Coterminal angles are angles in standard position that share the same terminal side. They differ by one or more complete rotations — 360° in degrees, 2π in radians, or 400 in gradians. Because a complete rotation returns the terminal ray to the same position, an infinite family of coterminal angles exists for any given angle: 45°, 405°, 765°, −315°, and so on are all coterminal.
How do I find the standard position angle?
Compute θ mod 360° (for degrees) and adjust to ensure the result is non-negative: standard = ((θ mod 360) + 360) mod 360. For example, −30 mod 360 = −30, so add 360 to get 330°. For radians, use θ mod 2π with the same adjustment. This gives the smallest non-negative angle coterminal with the original.
Are coterminal angles always equal in trigonometric value?
Yes — all six trigonometric functions (sin, cos, tan, cot, sec, csc) have the same value at coterminal angles. This follows directly from their periodicity.
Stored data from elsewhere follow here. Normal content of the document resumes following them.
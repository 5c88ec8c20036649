use anyhow::Context;
use clap::{Parser, Subcommand};
use followup_core::{
    converter_from_config, plan_uploads, CoreConfig, DocumentRequest, DocumentService,
    PhysicianRegistry,
};
use followup_portal::{DocumentUploader, PortalConfig, PortalDocument, WebDriverUploader};
use std::path::PathBuf;
use std::sync::Arc;
use tracing_subscriber::{layer::SubscriberExt, util::SubscriberInitExt};

#[derive(Parser)]
#[command(name = "followup")]
#[command(about = "Follow-up visit document CLI")]
struct Cli {
    #[command(subcommand)]
    command: Option<Commands>,
}

#[derive(Subcommand)]
enum Commands {
    /// Say hi
    Hi,
    /// Manage the physician registry
    Physicians {
        #[command(subcommand)]
        command: PhysicianCommands,
    },
    /// Render a follow-up note from a JSON document description
    Generate {
        /// Path to the JSON request body
        request: PathBuf,
        /// Also copy the DOCX here
        #[arg(long)]
        out: Option<PathBuf>,
    },
    /// Upload a patient's PDFs to the portal
    Upload {
        /// Document folder name (usually the patient name)
        #[arg(long)]
        file_name: String,
        /// Date shown in the portal titles
        #[arg(long)]
        date_of_evaluation: String,
        /// Prefix of the RAW PDF to upload first (optional)
        #[arg(long)]
        raw_file_name: Option<String>,
    },
}

#[derive(Subcommand)]
enum PhysicianCommands {
    /// List registered physicians
    List,
    /// Register a physician
    Add {
        /// Physician name
        name: String,
    },
}

#[tokio::main]
async fn main() -> anyhow::Result<()> {
    dotenvy::dotenv().ok();

    tracing_subscriber::registry()
        .with(
            tracing_subscriber::EnvFilter::from_default_env()
                .add_directive("followup_core=warn".parse()?)
                .add_directive("followup_portal=info".parse()?),
        )
        .with(tracing_subscriber::fmt::layer().with_writer(std::io::stderr))
        .init();

    let cli = Cli::parse();
    let lookup = |key: &str| std::env::var(key).ok();

    match cli.command {
        Some(Commands::Hi) => {
            println!("hi");
        }
        Some(Commands::Physicians { command }) => {
            let cfg = CoreConfig::from_lookup(lookup)?;
            let registry = PhysicianRegistry::open(cfg.physicians_file())?;
            match command {
                PhysicianCommands::List => {
                    let names = registry.list()?;
                    if names.is_empty() {
                        println!("No physicians registered.");
                    }
                    for name in names {
                        println!("{}", name);
                    }
                }
                PhysicianCommands::Add { name } => {
                    let outcome = registry.add(&name)?;
                    println!("{}", outcome.message());
                }
            }
        }
        Some(Commands::Generate { request, out }) => {
            let cfg = Arc::new(CoreConfig::from_lookup(lookup)?);
            cfg.ensure_dirs()?;

            let body = std::fs::read_to_string(&request)
                .with_context(|| format!("reading {}", request.display()))?;
            let value: serde_json::Value = serde_json::from_str(&body)
                .with_context(|| format!("parsing {}", request.display()))?;

            let service = DocumentService::new(cfg.clone(), converter_from_config(&cfg));
            let doc = service.generate(DocumentRequest::from_value(value)?).await?;

            println!("DOCX: {}", doc.docx_path.display());
            match &doc.pdf_path {
                Some(pdf) => println!("PDF:  {}", pdf.display()),
                None => println!("PDF:  not generated"),
            }
            if doc.reused_existing {
                println!("Identical document already existed; nothing new written.");
            }
            if let Some(out) = out {
                std::fs::write(&out, &doc.bytes)
                    .with_context(|| format!("writing {}", out.display()))?;
                println!("Copied to {}", out.display());
            }
        }
        Some(Commands::Upload {
            file_name,
            date_of_evaluation,
            raw_file_name,
        }) => {
            let cfg = CoreConfig::from_lookup(lookup)?;
            let portal_cfg = Arc::new(PortalConfig::from_lookup(lookup)?);

            let documents: Vec<PortalDocument> = plan_uploads(
                &cfg,
                &file_name,
                &date_of_evaluation,
                raw_file_name.as_deref(),
            )?
            .into_iter()
            .map(|planned| PortalDocument::titled(planned.title, planned.path))
            .collect();

            let uploader = WebDriverUploader::new(portal_cfg);
            for report in uploader.upload(documents).await? {
                let status = if report.confirmed {
                    "uploaded"
                } else {
                    "submitted (unconfirmed)"
                };
                println!("{}: {} ({})", status, report.title, report.path.display());
            }
        }
        None => {
            println!("Use 'followup --help' for commands");
        }
    }

    Ok(())
}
For example, sin(405°) = sin(45°) = √2/2, and cos(−30°) = cos(330°) = √3/2. This property is what allows trigonometric equations to have infinitely many solutions.
What is the difference between coterminal and supplementary angles?
Supplementary angles sum to 180° (or π radians), while coterminal angles differ by a multiple of 360° (2π). They are completely different concepts: supplementary angles are defined by their sum, while coterminal angles are defined by having the same terminal side. For example, 50° and 130° are supplementary (50 + 130 = 180), but they are definitely not coterminal.
Why do some calculators only give angles between 0° and 360°?
Many applications only need the standard position angle — the unique coterminal angle in [0°, 360°). This representation is sufficient for evaluating trigonometric functions, since you can always reduce any angle to this range first. However, when tracking physical rotation (such as the total angle turned by a motor shaft), the actual accumulated value matters and cannot be reduced.
How are coterminal angles used in programming?
In game development and computer graphics, rotations accumulate over time and can exceed 360°. Using the modulo operation to normalize angles to [0°, 360°) keeps values manageable. However, for animations interpolating between two rotations, it is important to find the shortest path (the coterminal angle closest to the starting position) to avoid spinning the wrong way around. Coterminal angle reasoning is therefore central to smooth rotation interpolation algorithms.